Time travel in theory

Some theories, most notably special and general relativity, suggest that suitable geometries of spacetime, or certain types of motion in space, may allow time travel into the past and future if these geometries or motions are possible. Concepts that aid such understanding include the closed timelike curve.

Albert Einstein's special theory of relativity (and, by extension, the general theory) very explicitly permits a kind of time dilation that would ordinarily be called time travel. The theory holds that, relative to a stationary observer, time appears to pass more slowly for faster-moving bodies: for example, a moving clock will appear to run slow; as a clock approaches the speed of light its hands will appear to nearly stop moving. The effects of this sort of time dilation are discussed further in the popular "twin paradox".

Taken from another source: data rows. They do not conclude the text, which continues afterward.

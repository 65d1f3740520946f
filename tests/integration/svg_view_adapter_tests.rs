use std::time::Duration;

use oxide_hooks::element::fake::{FakeDataPoint, FakeElement, FakeSvg};
use oxide_hooks::{ViewId, SVG_VIEW_HOOK, VISIBILITY_CHANGE_EVENT};
use serde_json::{json, Value};

use super::{build_driver_with_bus, build_integration_test, MockBus};

const NAVIGATION: &str = "phx:page-loading-stop";

fn plot_id() -> ViewId {
    ViewId::new("plot")
}

fn data_point(foo: &str) -> FakeDataPoint {
    FakeDataPoint::new([("class", "data-point"), ("data-foo", foo)])
}

#[test]
fn given_no_svg_when_mounted_should_create_no_bindings_and_raise_no_error() {
    let mut test = build_integration_test();

    test.driver
        .mount(SVG_VIEW_HOOK, FakeElement::new("plot").boxed());

    assert!(test.driver.is_mounted(&plot_id()));
    assert_eq!(test.driver.subscription_count(&plot_id()), 0);
    assert!(!test.driver.is_observing_visibility(&plot_id()));
    assert!(test.bus.errors().is_empty());
}

#[test]
fn given_svg_when_mounted_should_bind_only_interactive_elements() {
    let mut test = build_integration_test();
    let first = data_point("a");
    let second = data_point("b");
    let axis = FakeDataPoint::new([("class", "axis"), ("data-foo", "c")]);
    let svg = FakeSvg::new(
        "<svg><g/></svg>",
        vec![first.clone(), second.clone(), axis.clone()],
    );

    test.driver
        .mount(SVG_VIEW_HOOK, FakeElement::new("plot").with_svg(svg).boxed());

    assert_eq!(first.listener_count(), 1);
    assert_eq!(second.listener_count(), 1);
    assert_eq!(axis.listener_count(), 0);
    assert!(test.driver.is_observing_visibility(&plot_id()));
    assert_eq!(test.driver.subscription_count(&plot_id()), 1);
}

#[test]
fn given_click_on_data_point_should_push_exactly_one_interaction_event() {
    let mut bus = MockBus::new();
    bus.expect_push_event()
        .withf(|event| {
            event.name() == "tucan-interaction"
                && event.payload() == json!({ "type": "data-point-click", "data": { "foo": "bar" } })
        })
        .times(1)
        .return_const(());
    bus.expect_report_error().never();
    let (mut driver, _, _) = build_driver_with_bus(Box::new(bus));
    let point = data_point("bar");
    let svg = FakeSvg::new("<svg/>", vec![point.clone()]);
    driver.mount(SVG_VIEW_HOOK, FakeElement::new("plot").with_svg(svg).boxed());

    point.click();
    driver.settle();
}

#[test]
fn given_repeated_content_updates_should_keep_a_single_listener_per_element() {
    let mut test = build_integration_test();
    let point = data_point("bar");
    let element =
        FakeElement::new("plot").with_svg(FakeSvg::new("<svg>a</svg>", vec![point.clone()]));
    test.driver.mount(SVG_VIEW_HOOK, element.boxed());

    element.set_svg(Some(FakeSvg::new("<svg>b</svg>", vec![point.clone()])));
    test.driver.update(&plot_id());
    element.set_svg(Some(FakeSvg::new("<svg>c</svg>", vec![point.clone()])));
    test.driver.update(&plot_id());

    assert_eq!(point.listener_count(), 1);

    point.click();
    test.driver.settle();

    assert_eq!(test.bus.events_named("tucan-interaction").len(), 1);
}

#[test]
fn given_changed_markup_on_update_should_move_listeners_to_new_content() {
    let mut test = build_integration_test();
    let old_point = data_point("old");
    let new_point = data_point("new");
    let element =
        FakeElement::new("plot").with_svg(FakeSvg::new("<svg>a</svg>", vec![old_point.clone()]));
    test.driver.mount(SVG_VIEW_HOOK, element.boxed());

    element.set_svg(Some(FakeSvg::new("<svg>b</svg>", vec![new_point.clone()])));
    test.driver.update(&plot_id());

    assert_eq!(old_point.listener_count(), 0);
    assert_eq!(new_point.listener_count(), 1);
}

#[test]
fn given_identical_markup_on_update_should_not_rebind() {
    let mut test = build_integration_test();
    let old_point = data_point("old");
    let new_point = data_point("new");
    let svg = FakeSvg::new("<svg>a</svg>", vec![old_point.clone()]);
    let element = FakeElement::new("plot").with_svg(svg.clone());
    test.driver.mount(SVG_VIEW_HOOK, element.boxed());

    element.set_svg(Some(svg.rerendered(vec![new_point.clone()])));
    test.driver.update(&plot_id());

    assert_eq!(old_point.listener_count(), 1);
    assert_eq!(new_point.listener_count(), 0);
}

#[test]
fn given_no_svg_at_mount_when_svg_appears_on_update_should_bind() {
    let mut test = build_integration_test();
    let point = data_point("late");
    let element = FakeElement::new("plot");
    test.driver.mount(SVG_VIEW_HOOK, element.boxed());

    element.set_svg(Some(FakeSvg::new("<svg/>", vec![point.clone()])));
    test.driver.update(&plot_id());

    assert_eq!(point.listener_count(), 1);
    assert!(test.driver.is_observing_visibility(&plot_id()));
}

#[test]
fn given_visibility_reports_should_push_one_event_per_threshold_crossing() {
    let mut test = build_integration_test();
    let svg = FakeSvg::new("<svg/>", vec![]);
    test.driver
        .mount(SVG_VIEW_HOOK, FakeElement::new("plot").with_svg(svg).boxed());

    for ratio in [0.0, 0.05, 0.1, 0.4, 0.9, 1.0] {
        test.driver.report_intersection(&plot_id(), ratio);
    }
    assert_eq!(test.bus.events_named(VISIBILITY_CHANGE_EVENT).len(), 1);

    test.driver.report_intersection(&plot_id(), 0.0);
    assert_eq!(test.bus.events_named(VISIBILITY_CHANGE_EVENT).len(), 1);

    test.driver.report_intersection(&plot_id(), 0.3);
    let events = test.bus.events_named(VISIBILITY_CHANGE_EVENT);
    assert_eq!(events.len(), 2);
    assert_eq!(events[1].payload(), json!({ "id": "plot", "visible": true }));
}

#[test]
fn given_navigation_with_new_svg_node_in_viewport_should_rebind_after_settle_delay() {
    let mut test = build_integration_test();
    let old_point = data_point("old");
    let new_point = data_point("new");
    let svg = FakeSvg::new("<svg>a</svg>", vec![old_point.clone()]);
    let element = FakeElement::new("plot").with_svg(svg.clone());
    test.driver.mount(SVG_VIEW_HOOK, element.boxed());
    element.set_svg(Some(svg.rerendered(vec![new_point.clone()])));

    test.driver.dispatch_window_event(NAVIGATION, &Value::Null);
    test.driver.advance(Duration::from_millis(49));

    assert_eq!(new_point.listener_count(), 0);

    test.driver.advance(Duration::from_millis(1));

    assert_eq!(old_point.listener_count(), 0);
    assert_eq!(new_point.listener_count(), 1);
}

#[test]
fn given_navigation_while_out_of_viewport_should_not_rebind() {
    let mut test = build_integration_test();
    let new_point = data_point("new");
    let svg = FakeSvg::new("<svg>a</svg>", vec![data_point("old")]);
    let element = FakeElement::new("plot").with_svg(svg.clone());
    test.driver.mount(SVG_VIEW_HOOK, element.boxed());
    element.set_svg(Some(svg.rerendered(vec![new_point.clone()])));
    element.set_in_viewport(false);

    test.driver.dispatch_window_event(NAVIGATION, &Value::Null);
    test.driver.advance(Duration::from_millis(50));

    assert_eq!(new_point.listener_count(), 0);
}

#[test]
fn given_navigation_with_same_svg_node_should_keep_bindings() {
    let mut test = build_integration_test();
    let point = data_point("same");
    let element =
        FakeElement::new("plot").with_svg(FakeSvg::new("<svg/>", vec![point.clone()]));
    test.driver.mount(SVG_VIEW_HOOK, element.boxed());

    test.driver.dispatch_window_event(NAVIGATION, &Value::Null);
    test.driver.advance(Duration::from_millis(50));

    assert_eq!(point.listener_count(), 1);
}

#[test]
fn given_destroyed_view_should_release_listeners_observer_and_navigation_listener() {
    let mut test = build_integration_test();
    let point = data_point("bar");
    let element =
        FakeElement::new("plot").with_svg(FakeSvg::new("<svg/>", vec![point.clone()]));
    test.driver.mount(SVG_VIEW_HOOK, element.boxed());

    test.driver.destroy(&plot_id());
    point.click();
    test.driver.report_intersection(&plot_id(), 1.0);
    test.driver.dispatch_window_event(NAVIGATION, &Value::Null);
    test.driver.advance(Duration::from_millis(50));

    assert_eq!(point.listener_count(), 0);
    assert!(!test.driver.is_mounted(&plot_id()));
    assert_eq!(test.driver.retiring_count(), 0);
    assert!(test.bus.events().is_empty());
}

#[test]
fn given_destroy_while_navigation_settle_pending_should_not_rebind() {
    let mut test = build_integration_test();
    let new_point = data_point("new");
    let svg = FakeSvg::new("<svg>a</svg>", vec![data_point("old")]);
    let element = FakeElement::new("plot").with_svg(svg.clone());
    test.driver.mount(SVG_VIEW_HOOK, element.boxed());
    element.set_svg(Some(svg.rerendered(vec![new_point.clone()])));

    test.driver.dispatch_window_event(NAVIGATION, &Value::Null);
    test.driver.destroy(&plot_id());
    test.driver.advance(Duration::from_millis(50));

    assert_eq!(new_point.listener_count(), 0);
}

A second, similar type of time travel is permitted by general relativity, where a distant observer sees time passing more slowly for a clock at the bottom of a deep gravity well, and a clock lowered into a deep gravity well and pulled back up will indicate that less time has passed compared to a stationary clock that stayed with the distant observer.

These effects are to some degree similar to hibernation or hypothetical suspended animation (which slow down the rates of chemical processes in the subject), and only allow "time travel" toward the future: never backward. They do not violate causality. This is not typical of the "time travel" featured in science fiction (where causality is violated at will), and there is little doubt surrounding its existence. "Time travel" will hereafter refer to travel with some degree of freedom into the past or future of proper time.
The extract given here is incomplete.